Privatization has also brought in its wake greater emphasis on health insurance to take care of burgeoning costs. This has, in turn, facilitated a nexus among hospitals, insurance firms and physicians The matter is further complicated by the poor doctor-patient ratio in India. Worryingly, governments are also inclined towards de-expertizing the profession, emphasizing on complementary usage of registered medical practitioners or non-certified physicians to provide healthcare. Finally, the rise of social media has meant that Indian patients typically consider themselves to be better informed. Unfortunately, this has resulted in the devaluation of interventions by doctors as well as of their expertise.

Is there then a way forward? The answer lies in decisive interventions by the political leadership. West Bengal no longer boasts of chief ministers like B.C. Roy whose humanism as doctor and political leader was inspiring. Contempt towards doctors by populist leaders has been compounded by the politicization — even communalization — of the problem. Incidentally, Xi Jinping, the Chinese president, has supported proposals put forward by the Family Planning Commission to put an end to violence against doctors.

Catching the disease early through improved primary care could well be another approach. This could reduce the crowds in out-patient departments of public hospitals. The model of mohalla clinics could also help. Investments in technology to make doctor-patient interactions efficient should be looked into as well.

Another way forward could be learning from ‘Doximity’, a network of healthcare professionals in the United States of America, and build an online social networking platform for doctors in India. This could be complemented by an initiative like ‘Heal.com’, a San Francisco- based start-up, which brings doctors to patients’ homes, a strategy that could benefit the fledgling home healthcare market in this country.

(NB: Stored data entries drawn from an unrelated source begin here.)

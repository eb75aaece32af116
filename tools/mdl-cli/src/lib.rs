//! mdl-cli - inspection and texture extraction for GoldSrc MDL files
//!
//! The `mdl` binary is a thin clap front end over these modules.

pub mod config;
pub mod export;
pub mod inspect;

pub use config::{Config, DEFAULT_CONFIG_FILE};
pub use export::{export_textures, png_file_name};
pub use inspect::{write_bones, write_info, write_sequences};
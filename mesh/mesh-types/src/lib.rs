//! Core mesh types for resting-pose analysis.
//!
//! This crate provides the foundational types shared by the pose crates:
//!
//! - [`Vertex`] - A point in 3D space
//! - [`IndexedMesh`] - A triangle mesh with indexed vertices and mass properties
//! - [`Triangle`] - A concrete triangle with vertex positions
//! - [`Aabb`] - Axis-aligned bounding box
//!
//! # Units
//!
//! This library is **unit-agnostic**. All coordinates are `f64`.
//!
//! # Coordinate System
//!
//! Uses a **right-handed coordinate system** with Z pointing up. A resting
//! object lies on the plane `z = 0` and gravity acts along `-Z`.
//!
//! Face winding is **counter-clockwise (CCW) when viewed from outside**.
//!
//! # Example
//!
//! ```
//! use mesh_types::{unit_cube, MeshTopology};
//!
//! let cube = unit_cube();
//! assert_eq!(cube.face_count(), 12);
//!
//! let com = cube.center_of_mass().unwrap();
//! assert!((com.z - 0.5).abs() < 1e-10);
//! ```

#![warn(missing_docs)]
#![warn(clippy::all)]
#![warn(clippy::pedantic)]
#![deny(clippy::unwrap_used)]
#![deny(clippy::expect_used)]

mod bounds;
mod mesh;
mod traits;
mod triangle;
mod vertex;

pub use bounds::Aabb;
pub use mesh::{cuboid, unit_cube, IndexedMesh};
pub use traits::{MeshBounds, MeshTopology};
pub use triangle::Triangle;
pub use vertex::{position_key, PositionKey, Vertex};

// Re-export nalgebra types for convenience
pub use nalgebra::{Point3, Vector3};
//! Indexed triangle mesh.

use crate::{Aabb, MeshBounds, MeshTopology, Triangle, Vertex};
use hashbrown::HashMap;
use nalgebra::{Point3, Vector3};

#[cfg(feature = "serde")]
use serde::{Deserialize, Serialize};

/// Relative volume below which a closed mesh is treated as flat when
/// computing its center of mass.
const CLOSED_VOLUME_RATIO: f64 = 1e-9;

/// An indexed triangle mesh.
///
/// Vertices and faces are stored separately, with faces referencing
/// vertices by index. Faces use **counter-clockwise (CCW) winding** when
/// viewed from outside.
///
/// # Example
///
/// ```
/// use mesh_types::{IndexedMesh, Vertex, MeshTopology};
///
/// let mut mesh = IndexedMesh::new();
/// mesh.vertices.push(Vertex::from_coords(0.0, 0.0, 0.0));
/// mesh.vertices.push(Vertex::from_coords(1.0, 0.0, 0.0));
/// mesh.vertices.push(Vertex::from_coords(0.0, 1.0, 0.0));
/// mesh.faces.push([0, 1, 2]);
///
/// assert_eq!(mesh.vertex_count(), 3);
/// assert_eq!(mesh.face_count(), 1);
/// ```
#[derive(Debug, Clone, Default)]
#[cfg_attr(feature = "serde", derive(Serialize, Deserialize))]
pub struct IndexedMesh {
    /// Vertex data.
    pub vertices: Vec<Vertex>,

    /// Triangle faces as indices into the vertex array.
    pub faces: Vec<[u32; 3]>,
}

impl IndexedMesh {
    /// Create a new empty mesh.
    #[inline]
    #[must_use]
    pub const fn new() -> Self {
        Self {
            vertices: Vec::new(),
            faces: Vec::new(),
        }
    }

    /// Create a mesh with pre-allocated capacity.
    #[inline]
    #[must_use]
    pub fn with_capacity(vertex_count: usize, face_count: usize) -> Self {
        Self {
            vertices: Vec::with_capacity(vertex_count),
            faces: Vec::with_capacity(face_count),
        }
    }

    /// Create a mesh from vertices and faces.
    #[inline]
    #[must_use]
    pub const fn from_parts(vertices: Vec<Vertex>, faces: Vec<[u32; 3]>) -> Self {
        Self { vertices, faces }
    }

    /// Create a mesh from flat coordinate and index arrays.
    ///
    /// Returns an empty mesh if either array length is not a multiple of 3.
    ///
    /// # Example
    ///
    /// ```
    /// use mesh_types::{IndexedMesh, MeshTopology};
    ///
    /// let positions = [0.0, 0.0, 0.0, 1.0, 0.0, 0.0, 0.0, 1.0, 0.0];
    /// let mesh = IndexedMesh::from_raw(&positions, &[0, 1, 2]);
    /// assert_eq!(mesh.face_count(), 1);
    /// ```
    #[must_use]
    pub fn from_raw(positions: &[f64], indices: &[u32]) -> Self {
        if positions.len() % 3 != 0 || indices.len() % 3 != 0 {
            return Self::new();
        }

        let vertices = positions
            .chunks_exact(3)
            .map(|c| Vertex::from_coords(c[0], c[1], c[2]))
            .collect();

        let faces = indices
            .chunks_exact(3)
            .map(|c| [c[0], c[1], c[2]])
            .collect();

        Self { vertices, faces }
    }

    /// Vertex positions in index order.
    #[must_use]
    pub fn positions(&self) -> Vec<Point3<f64>> {
        self.vertices.iter().map(|v| v.position).collect()
    }

    /// Compute the signed volume of the mesh.
    ///
    /// Positive for a closed mesh with outward (CCW) winding, negative when
    /// inside-out, meaningless for open meshes.
    #[must_use]
    pub fn signed_volume(&self) -> f64 {
        self.triangles()
            .map(|tri| tri.signed_volume_from_origin())
            .sum()
    }

    /// Compute the absolute volume of the mesh.
    #[inline]
    #[must_use]
    pub fn volume(&self) -> f64 {
        self.signed_volume().abs()
    }

    /// Compute the total surface area of the mesh.
    #[must_use]
    pub fn surface_area(&self) -> f64 {
        self.triangles().map(|tri| tri.area()).sum()
    }

    /// Mean of all vertex positions.
    ///
    /// Returns `None` for a mesh without vertices.
    #[must_use]
    #[allow(clippy::cast_precision_loss)]
    pub fn vertex_centroid(&self) -> Option<Point3<f64>> {
        if self.vertices.is_empty() {
            return None;
        }
        let sum: Vector3<f64> = self.vertices.iter().map(|v| v.position.coords).sum();
        Some(Point3::from(sum / self.vertices.len() as f64))
    }

    /// Number of edges used by exactly one face.
    ///
    /// A closed surface has none; each boundary edge borders a hole.
    ///
    /// # Example
    ///
    /// ```
    /// use mesh_types::unit_cube;
    ///
    /// let mut cube = unit_cube();
    /// assert_eq!(cube.boundary_edge_count(), 0);
    /// cube.faces.pop();
    /// assert_eq!(cube.boundary_edge_count(), 3);
    /// ```
    #[must_use]
    pub fn boundary_edge_count(&self) -> usize {
        let mut edge_faces: HashMap<(u32, u32), usize> =
            HashMap::with_capacity(self.faces.len() * 2);
        for face in &self.faces {
            for i in 0..3 {
                let (a, b) = (face[i], face[(i + 1) % 3]);
                if a != b {
                    *edge_faces.entry((a.min(b), a.max(b))).or_default() += 1;
                }
            }
        }
        edge_faces.values().filter(|&&count| count == 1).count()
    }

    /// Center of mass of the solid, assuming uniform density.
    ///
    /// Closed meshes use the volume-weighted centroids of the tetrahedra
    /// each face spans with the vertex centroid. Open meshes, and closed
    /// ones whose enclosed volume vanishes, use the area-weighted centroid
    /// of the surface; fully degenerate faces fall back to the vertex
    /// centroid.
    ///
    /// Returns `None` for a mesh without vertices.
    ///
    /// # Example
    ///
    /// ```
    /// use mesh_types::cuboid;
    ///
    /// let slab = cuboid(4.0, 2.0, 1.0);
    /// let com = slab.center_of_mass().unwrap();
    /// assert!((com.x - 2.0).abs() < 1e-10);
    /// assert!((com.y - 1.0).abs() < 1e-10);
    /// assert!((com.z - 0.5).abs() < 1e-10);
    /// ```
    #[must_use]
    pub fn center_of_mass(&self) -> Option<Point3<f64>> {
        let reference = self.vertex_centroid()?;
        let closed = !self.faces.is_empty() && self.boundary_edge_count() == 0;

        let mut volume = 0.0;
        let mut weighted = Vector3::zeros();
        let mut area = 0.0;
        let mut area_weighted = Vector3::zeros();

        for tri in self.triangles() {
            let (d0, d1, d2) = (tri.v0 - reference, tri.v1 - reference, tri.v2 - reference);
            let v = d0.dot(&d1.cross(&d2)) / 6.0;
            volume += v;
            // Tetrahedron (reference, v0, v1, v2) has its centroid at the
            // corner sum over four.
            weighted += (d0 + d1 + d2) * (v / 4.0);

            let a = tri.area();
            area += a;
            area_weighted += (tri.centroid() - reference) * a;
        }

        let scale = self.bounds().diagonal();
        if closed && volume.abs() > CLOSED_VOLUME_RATIO * scale.powi(3) {
            return Some(reference + weighted / volume);
        }
        if area > CLOSED_VOLUME_RATIO * scale.powi(2) {
            return Some(reference + area_weighted / area);
        }
        Some(reference)
    }
}

impl MeshTopology for IndexedMesh {
    #[inline]
    fn vertex_count(&self) -> usize {
        self.vertices.len()
    }

    #[inline]
    fn face_count(&self) -> usize {
        self.faces.len()
    }

    fn vertex(&self, index: usize) -> Option<&Vertex> {
        self.vertices.get(index)
    }

    fn triangle(&self, face_index: usize) -> Option<Triangle> {
        let [i0, i1, i2] = *self.faces.get(face_index)?;
        Some(Triangle {
            v0: self.vertices.get(i0 as usize)?.position,
            v1: self.vertices.get(i1 as usize)?.position,
            v2: self.vertices.get(i2 as usize)?.position,
        })
    }

    fn triangles(&self) -> impl Iterator<Item = Triangle> {
        (0..self.faces.len()).filter_map(|i| self.triangle(i))
    }
}

impl MeshBounds for IndexedMesh {
    fn bounds(&self) -> Aabb {
        Aabb::from_points(self.vertices.iter().map(|v| &v.position))
    }
}

/// Create an axis-aligned box from the origin to `(sx, sy, sz)`.
///
/// Every side is split into two CCW triangles, so each box face yields two
/// coplanar hull facets.
#[must_use]
pub fn cuboid(sx: f64, sy: f64, sz: f64) -> IndexedMesh {
    let corners = [
        [0.0, 0.0, 0.0],
        [sx, 0.0, 0.0],
        [sx, sy, 0.0],
        [0.0, sy, 0.0],
        [0.0, 0.0, sz],
        [sx, 0.0, sz],
        [sx, sy, sz],
        [0.0, sy, sz],
    ];

    let faces = vec![
        // Bottom (-Z)
        [0, 2, 1],
        [0, 3, 2],
        // Top (+Z)
        [4, 5, 6],
        [4, 6, 7],
        // Front (-Y)
        [0, 1, 5],
        [0, 5, 4],
        // Back (+Y)
        [3, 7, 6],
        [3, 6, 2],
        // Left (-X)
        [0, 4, 7],
        [0, 7, 3],
        // Right (+X)
        [1, 2, 6],
        [1, 6, 5],
    ];

    IndexedMesh::from_parts(corners.into_iter().map(Vertex::from).collect(), faces)
}

/// Create a unit cube from (0,0,0) to (1,1,1) with outward-facing winding.
///
/// # Example
///
/// ```
/// use mesh_types::{unit_cube, MeshTopology};
///
/// let cube = unit_cube();
/// assert_eq!(cube.vertex_count(), 8);
/// assert_eq!(cube.face_count(), 12);
/// ```
#[must_use]
pub fn unit_cube() -> IndexedMesh {
    cuboid(1.0, 1.0, 1.0)
}
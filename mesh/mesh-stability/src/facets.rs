//! Grouping of hull facets into support planes.
//!
//! Neighbouring hull triangles that face the same way form one flat patch
//! the object can rest on. Facets are clustered greedily: each facet joins
//! the first plane whose normal is within the merge angle, otherwise it
//! opens a new plane. The first member's normal stays the plane normal.

use nalgebra::{Point3, Vector3};
use tracing::{debug, warn};

use crate::hull::Facet;

/// A group of near-coplanar hull facets.
#[derive(Debug, Clone, PartialEq)]
pub struct SupportPlane {
    /// Combined area of all member facets.
    pub area: f64,
    /// Outward unit normal of the first member facet.
    pub normal: Vector3<f64>,
    /// Member facets in the order they were merged.
    pub facets: Vec<Facet>,
}

impl SupportPlane {
    /// Start a plane from a single facet.
    #[must_use]
    pub fn new(facet: Facet, normal: Vector3<f64>, area: f64) -> Self {
        Self {
            area,
            normal,
            facets: vec![facet],
        }
    }

    /// Add a facet to the plane without touching its normal.
    pub fn absorb(&mut self, facet: Facet, area: f64) {
        self.area += area;
        self.facets.push(facet);
    }
}

/// Output of [`merge_facets`].
#[derive(Debug, Clone, Default)]
pub struct MergedPlanes {
    /// Support planes in creation order.
    pub planes: Vec<SupportPlane>,
    /// Sum of all facet areas, equal to the hull surface area.
    pub total_area: f64,
}

/// Area of a planar polygon.
///
/// The polygon normal is taken from its first three vertices. Returns 0 for
/// fewer than three vertices or when those vertices are collinear.
///
/// # Example
///
/// ```
/// use mesh_stability::polygon_area;
/// use nalgebra::Point3;
///
/// let square = [
///     Point3::new(0.0, 0.0, 1.0),
///     Point3::new(2.0, 0.0, 1.0),
///     Point3::new(2.0, 2.0, 1.0),
///     Point3::new(0.0, 2.0, 1.0),
/// ];
/// assert!((polygon_area(&square) - 4.0).abs() < 1e-12);
/// ```
#[must_use]
pub fn polygon_area(points: &[Point3<f64>]) -> f64 {
    let [p0, p1, p2, ..] = points else {
        return 0.0;
    };
    let Some(unit) = (p1 - p0).cross(&(p2 - p0)).try_normalize(0.0) else {
        return 0.0;
    };

    let total = points
        .iter()
        .zip(points.iter().cycle().skip(1))
        .fold(Vector3::zeros(), |acc, (a, b)| acc + a.coords.cross(&b.coords));

    (total.dot(&unit) * 0.5).abs()
}

/// Unit normal of the triangle `p0 p1 p2` pointing away from `interior`.
///
/// Hull winding is not trusted: the raw cross product is flipped whenever
/// it points towards the interior. Degenerate triangles give a zero vector.
#[must_use]
pub fn outward_normal(
    p0: &Point3<f64>,
    p1: &Point3<f64>,
    p2: &Point3<f64>,
    interior: &Point3<f64>,
) -> Vector3<f64> {
    let raw = (p1 - p0).cross(&(p2 - p0));
    let Some(unit) = raw.try_normalize(0.0) else {
        return Vector3::zeros();
    };
    if unit.dot(&(interior - p0)) > 0.0 {
        -unit
    } else {
        unit
    }
}

/// Cluster hull facets into support planes.
///
/// Facets are visited in order; each one joins the first existing plane
/// whose normal is less than `merge_angle` radians from its own, or starts
/// a new plane. Facets with out-of-range indices are skipped.
#[must_use]
pub fn merge_facets(
    points: &[Point3<f64>],
    facets: &[Facet],
    interior: &Point3<f64>,
    merge_angle: f64,
) -> MergedPlanes {
    let mut merged = MergedPlanes::default();
    let mut degenerate = 0_usize;

    for facet in facets {
        let Some(corners @ [p0, p1, p2]) = facet.corners(points) else {
            warn!(facet = ?facet.indices(), "Skipping facet with out-of-range index");
            continue;
        };
        let area = polygon_area(&corners);
        merged.total_area += area;

        let normal = outward_normal(&p0, &p1, &p2, interior);
        if normal == Vector3::zeros() {
            degenerate += 1;
            continue;
        }

        match merged
            .planes
            .iter_mut()
            .find(|plane| plane.normal.angle(&normal) < merge_angle)
        {
            Some(plane) => plane.absorb(*facet, area),
            None => merged.planes.push(SupportPlane::new(*facet, normal, area)),
        }
    }

    debug!(
        facets = facets.len(),
        planes = merged.planes.len(),
        degenerate,
        total_area = merged.total_area,
        "Merged hull facets"
    );

    merged
}

#[cfg(test)]
mod tests {
    use super::*;
    use approx::assert_relative_eq;

    fn square_pyramid() -> (Vec<Point3<f64>>, Vec<Facet>) {
        let points = vec![
            Point3::new(0.0, 0.0, 0.0),
            Point3::new(1.0, 0.0, 0.0),
            Point3::new(1.0, 1.0, 0.0),
            Point3::new(0.0, 1.0, 0.0),
            Point3::new(0.5, 0.5, 1.0),
        ];
        let facets = vec![
            Facet([0, 1, 2]),
            Facet([0, 2, 3]),
            Facet([0, 1, 4]),
            Facet([1, 2, 4]),
            Facet([2, 3, 4]),
            Facet([3, 0, 4]),
        ];
        (points, facets)
    }

    #[test]
    fn triangle_area() {
        let tri = [
            Point3::new(0.0, 0.0, 0.0),
            Point3::new(3.0, 0.0, 0.0),
            Point3::new(0.0, 4.0, 0.0),
        ];
        assert_relative_eq!(polygon_area(&tri), 6.0, epsilon = 1e-12);
    }

    #[test]
    fn tilted_polygon_area() {
        // Unit square in the plane x + z = 1 has area sqrt(2).
        let quad = [
            Point3::new(0.0, 0.0, 1.0),
            Point3::new(1.0, 0.0, 0.0),
            Point3::new(1.0, 1.0, 0.0),
            Point3::new(0.0, 1.0, 1.0),
        ];
        assert_relative_eq!(polygon_area(&quad), 2.0_f64.sqrt(), epsilon = 1e-12);
    }

    #[test]
    fn degenerate_polygon_area_is_zero() {
        assert_relative_eq!(polygon_area(&[]), 0.0);
        let line = [
            Point3::new(0.0, 0.0, 0.0),
            Point3::new(1.0, 1.0, 1.0),
            Point3::new(2.0, 2.0, 2.0),
        ];
        assert_relative_eq!(polygon_area(&line), 0.0);
    }

    #[test]
    fn normal_points_away_from_interior() {
        let interior = Point3::new(0.0, 0.0, 1.0);
        // Counter-clockwise seen from above, raw normal is +Z.
        let n = outward_normal(
            &Point3::new(0.0, 0.0, 0.0),
            &Point3::new(1.0, 0.0, 0.0),
            &Point3::new(0.0, 1.0, 0.0),
            &interior,
        );
        assert_relative_eq!(n, Vector3::new(0.0, 0.0, -1.0), epsilon = 1e-12);
    }

    #[test]
    fn normal_of_degenerate_triangle_is_zero() {
        let p = Point3::new(1.0, 2.0, 3.0);
        assert_eq!(outward_normal(&p, &p, &p, &Point3::origin()), Vector3::zeros());
    }

    #[test]
    fn base_triangles_merge_into_one_plane() {
        let (points, facets) = square_pyramid();
        let interior = Point3::new(0.5, 0.5, 0.25);
        let merged = merge_facets(&points, &facets, &interior, 0.025);

        assert_eq!(merged.planes.len(), 5);
        let base = &merged.planes[0];
        assert_eq!(base.facets, vec![Facet([0, 1, 2]), Facet([0, 2, 3])]);
        assert_relative_eq!(base.area, 1.0, epsilon = 1e-12);
        assert_relative_eq!(base.normal, Vector3::new(0.0, 0.0, -1.0), epsilon = 1e-12);
    }

    #[test]
    fn total_area_matches_surface() {
        let (points, facets) = square_pyramid();
        let merged = merge_facets(&points, &facets, &Point3::new(0.5, 0.5, 0.25), 0.025);

        let side = 0.5 * (1.25_f64).sqrt();
        assert_relative_eq!(merged.total_area, 1.0 + 4.0 * side, epsilon = 1e-12);
        let plane_sum: f64 = merged.planes.iter().map(|p| p.area).sum();
        assert_relative_eq!(plane_sum, merged.total_area, epsilon = 1e-12);
    }

    #[test]
    fn first_match_wins_and_normal_is_kept() {
        // Three facets fanning away by 0.015 rad each: the third is within
        // 0.025 of the second but not of the first, so it opens a new plane.
        let tilt = |angle: f64| {
            let (s, c) = angle.sin_cos();
            [
                Point3::new(0.0, 0.0, 0.0),
                Point3::new(1.0, 0.0, 0.0),
                Point3::new(0.0, c, s),
            ]
        };
        let mut points = Vec::new();
        let mut facets = Vec::new();
        for (i, angle) in [0.0, 0.015, 0.03].into_iter().enumerate() {
            points.extend(tilt(angle));
            let base = u32::try_from(i * 3).unwrap();
            facets.push(Facet([base, base + 1, base + 2]));
        }
        let interior = Point3::new(0.2, 0.2, 5.0);
        let merged = merge_facets(&points, &facets, &interior, 0.025);

        assert_eq!(merged.planes.len(), 2);
        assert_eq!(merged.planes[0].facets.len(), 2);
        assert_relative_eq!(
            merged.planes[0].normal,
            Vector3::new(0.0, 0.0, -1.0),
            epsilon = 1e-12
        );
    }

    #[test]
    fn out_of_range_facet_skipped() {
        let (points, mut facets) = square_pyramid();
        facets.push(Facet([0, 1, 99]));
        let merged = merge_facets(&points, &facets, &Point3::new(0.5, 0.5, 0.25), 0.025);
        assert_eq!(merged.planes.len(), 5);
    }
}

The role of medical entrance coaching centres in augmenting inequalities between students hailing from rural and urban areas as well as the expectations of ‘returns’ from the profession needs to be examined as well. This scrutiny should be accompanied by revisions in the curriculum, which should teach medical students about the importance of the doctor-patient relationship and humanism.

The doctors’ strike may have been a distraction. Can one not still draw inspiration from a Dwarkanath Kotnis or an Anandi Gopal Joshi?